CH – O senhor não acha que, em alguma medida, a saúde pública tinha um tom muito estatizante? A gente até já falou um pouquinho sobre isso na nossa entrevista.

AP – Tem um lado estatizante, mas tem um lado também muito pré-transição epidemiológica. Acho que na área de saúde pública era mais tradicional, era muito a questão da doença infecciosa, do enfoque epidemiológico e da pré-transição. Era a questão do agente hospedeiro e a questão da história natural das doenças. Ela usava certos referenciais bem próprios. Eu acho que a saúde coletiva nasce pós-transição epidemiológica, se é que a gente pode usar esse termo de transição epidemiológica. Sei que aqui no Brasil isso é muito complicado, mas só para usar alguma coisa, dizer que quando você, em questão da importância dos outros condicionantes, mais além da própria multicausalidade e da questão da combinação de estilo de vida com condição de vida. Toda essa preocupação de novos temas. A própria OPS começa a fazer a gestão nos anos 60, pois ela vinha de uma coisa pré-transição, era uma instituição basicamente de enfermidade infecciosa, que começa a incorporar, a própria área de recursos humanos e de ciência e tecnologia, e a parte de sistemas de serviços, que também é novo na OPS. A nossa saúde coletiva nasce englobando todas essas áreas, de Recursos humanos e de organização de serviços. Em relação à política científica, ela vai incorporando as Ciências Sociais, de Humanidades e etc. A saúde coletiva já nasceu sob essa égide de uma visão de saúde muito mais vinculada à política e às condições de vida. Ela sempre politizou a questão de saúde, no entanto a saúde pública sempre foi uma questão mais técnica.

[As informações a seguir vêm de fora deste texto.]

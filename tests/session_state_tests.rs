//! tests/session_state_tests.rs
//! Session life cycle: ordering, buffer sizing, init validation, and the
//! generic constructor over other cipher ports

mod common;
use common::{TEST_ENC_KEY, TEST_IV, TEST_MAC_KEY};

use std::io::Cursor;
use symcrypt_rs::{
    decrypt_with_session, encrypt_with_session, Aes128HmacSha256Session, ChainMode,
    CipherAlgorithm, CipherPort, CryptError, Direction, EncryptThenMac, HmacSha256Port,
    SessionState, StreamOptions,
};

fn encrypting(mode: ChainMode) -> Aes128HmacSha256Session {
    let mut s = Aes128HmacSha256Session::new(mode);
    s.init_enc(&TEST_ENC_KEY, &TEST_MAC_KEY, &TEST_IV).unwrap();
    s
}

fn decrypting(mode: ChainMode) -> Aes128HmacSha256Session {
    let mut s = Aes128HmacSha256Session::new(mode);
    s.init_dec(&TEST_ENC_KEY, &TEST_MAC_KEY, &TEST_IV).unwrap();
    s
}

#[test]
fn lifecycle_states() {
    let mut s = Aes128HmacSha256Session::new(ChainMode::Cbc);
    assert_eq!(s.state(), SessionState::Uninitialized);
    s.init_enc(&TEST_ENC_KEY, &TEST_MAC_KEY, &TEST_IV).unwrap();
    assert_eq!(s.state(), SessionState::Encrypting);
    let mut out = [0u8; 64];
    s.final_plain_in(b"abc", &mut out).unwrap();
    assert_eq!(s.state(), SessionState::Finalized);
}

#[test]
fn out_of_order_calls() {
    let mut out = [0u8; 128];
    // (description, call) pairs, each on a fresh session
    let cases: Vec<(&str, Box<dyn Fn() -> Result<usize, CryptError>>)> = vec![
        ("plain_in before init", Box::new(|| {
            Aes128HmacSha256Session::new(ChainMode::Cbc).plain_in(b"x", &mut [0u8; 16])
        })),
        ("cipher_in on encrypting", Box::new(|| {
            encrypting(ChainMode::Cbc).cipher_in(&[0; 16], &mut [0u8; 16])
        })),
        ("plain_in on decrypting", Box::new(|| {
            decrypting(ChainMode::Ctr).plain_in(&[0; 16], &mut [0u8; 16])
        })),
        ("final_plain_in on decrypting", Box::new(|| {
            decrypting(ChainMode::Cbc).final_plain_in(b"", &mut [0u8; 64])
        })),
        ("final_cipher_in on encrypting", Box::new(|| {
            encrypting(ChainMode::Ctr).final_cipher_in(&[0; 48], &mut [0u8; 64])
        })),
    ];
    for (desc, call) in cases {
        assert!(matches!(call(), Err(CryptError::State(_))), "{desc}");
    }

    let mut s = encrypting(ChainMode::Cbc);
    s.final_plain_in(b"", &mut out).unwrap();
    assert!(matches!(s.final_plain_in(b"", &mut out), Err(CryptError::State(_))));
    assert!(matches!(
        s.init_dec(&TEST_ENC_KEY, &TEST_MAC_KEY, &TEST_IV),
        Err(CryptError::State(_))
    ));
}

#[test]
fn second_init_is_state_error() {
    let mut s = decrypting(ChainMode::Ctr);
    assert!(matches!(
        s.init_enc(&TEST_ENC_KEY, &TEST_MAC_KEY, &TEST_IV),
        Err(CryptError::State(_))
    ));
}

#[test]
fn undersized_outputs_are_crypto_errors() {
    let mut s = encrypting(ChainMode::Cbc);
    let mut small = [0u8; 16];
    assert!(matches!(
        s.plain_in(&[0u8; 32], &mut small),
        Err(CryptError::Crypto(_))
    ));
    assert_eq!(s.plain_in_len(32), 32);
    let mut fits = [0u8; 32];
    assert_eq!(s.plain_in(&[0u8; 32], &mut fits).unwrap(), 32);

    let mut d = decrypting(ChainMode::Cbc);
    assert_eq!(d.final_cipher_in_len(64), 32);
    assert!(matches!(
        d.final_cipher_in(&[0u8; 64], &mut [0u8; 31]),
        Err(CryptError::Crypto(_))
    ));
    assert_eq!(d.state(), SessionState::Decrypting);
}

#[test]
fn init_rejects_bad_lengths() {
    let cases: [(&[u8], &[u8], &[u8], &str); 3] = [
        (&[0; 24], &TEST_MAC_KEY, &TEST_IV, "aes-192 key"),
        (&TEST_ENC_KEY, &[0; 64], &TEST_IV, "long mac key"),
        (&TEST_ENC_KEY, &TEST_MAC_KEY, &[0; 12], "short iv"),
    ];
    for (key, mac, iv, desc) in cases {
        let mut s = Aes128HmacSha256Session::new(ChainMode::Ctr);
        assert!(matches!(s.init_enc(key, mac, iv), Err(CryptError::Init(_))), "{desc}");
        assert_eq!(s.state(), SessionState::Uninitialized, "{desc}");
    }
}

#[test]
fn minimum_final_sizes() {
    for mode in [ChainMode::Cbc, ChainMode::Ctr] {
        let s = encrypting(mode);
        assert_eq!(s.minimum_final_encrypt_in(), 16);
        assert_eq!(s.minimum_final_decrypt_in(), 48);
    }
}

#[test]
fn message_valid_is_false_until_verified() {
    let mut enc = encrypting(ChainMode::Cbc);
    assert!(!enc.message_valid());
    let mut sealed = [0u8; 64];
    let n = enc.final_plain_in(b"hi", &mut sealed).unwrap();
    assert!(!enc.message_valid());

    let mut dec = decrypting(ChainMode::Cbc);
    assert!(!dec.message_valid());
    let mut out = [0u8; 64];
    let m = dec.final_cipher_in(&sealed[..n], &mut out).unwrap();
    assert_eq!(&out[..m], b"hi");
    assert!(dec.message_valid());
}

#[test]
fn generic_session_over_tea() {
    // CBC over TEA: 8-byte blocks, 8-byte IV
    let key = [0x77u8; 16];
    let iv = [0x01u8; 8];
    let mac_key = [0x99u8; 32];
    let plain = b"sixty-four bit blocks work the same way".to_vec();

    let cipher = CipherPort::init(CipherAlgorithm::TEA_128, &key, Direction::Encrypt).unwrap();
    let mac = HmacSha256Port::new(&mac_key).unwrap();
    let mut enc = EncryptThenMac::with_ports(ChainMode::Cbc, Direction::Encrypt, cipher, mac, &iv)
        .unwrap();
    assert_eq!(enc.minimum_final_decrypt_in(), 8 + 32);
    let mut sealed: Vec<u8> = Vec::new();
    encrypt_with_session(&mut enc, Cursor::new(&plain), &mut sealed, &StreamOptions::new())
        .unwrap();
    assert_eq!(sealed.len(), 40 + 32);

    let cipher = CipherPort::init(CipherAlgorithm::TEA_128, &key, Direction::Decrypt).unwrap();
    let mac = HmacSha256Port::new(&mac_key).unwrap();
    let mut dec = EncryptThenMac::with_ports(ChainMode::Cbc, Direction::Decrypt, cipher, mac, &iv)
        .unwrap();
    let mut opened: Vec<u8> = Vec::new();
    let summary =
        decrypt_with_session(&mut dec, Cursor::new(&sealed), &mut opened, &StreamOptions::new())
            .unwrap();
    assert_eq!(opened, plain);
    assert_eq!(summary.message_valid, Some(true));
}

#[test]
fn with_ports_checks_iv_against_block_size() {
    let cipher = CipherPort::init(CipherAlgorithm::TEA_128, &[0; 16], Direction::Encrypt).unwrap();
    let mac = HmacSha256Port::new(&[0; 32]).unwrap();
    let err = EncryptThenMac::with_ports(ChainMode::Ctr, Direction::Encrypt, cipher, mac, &[0; 16])
        .err()
        .unwrap();
    assert!(matches!(err, CryptError::Init(_)));
}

CH – Eu gostaria de falar sobre os periódicos da OPS. A gente não chegou a falar nada sobre eles, nem sobre o Boletim [da Oficina Panamericana] ou a revista Educacion Médica y Salud. O senhor, inclusive, publicou pelo menos um trabalho na Educação Médica. Como é que o senhor encara esse veículo de divulgação?

GH – Você tinha alguma relação com o Boletim, e depois com a revista pan-americana como instrumento desse processo de ciência e tecnologia?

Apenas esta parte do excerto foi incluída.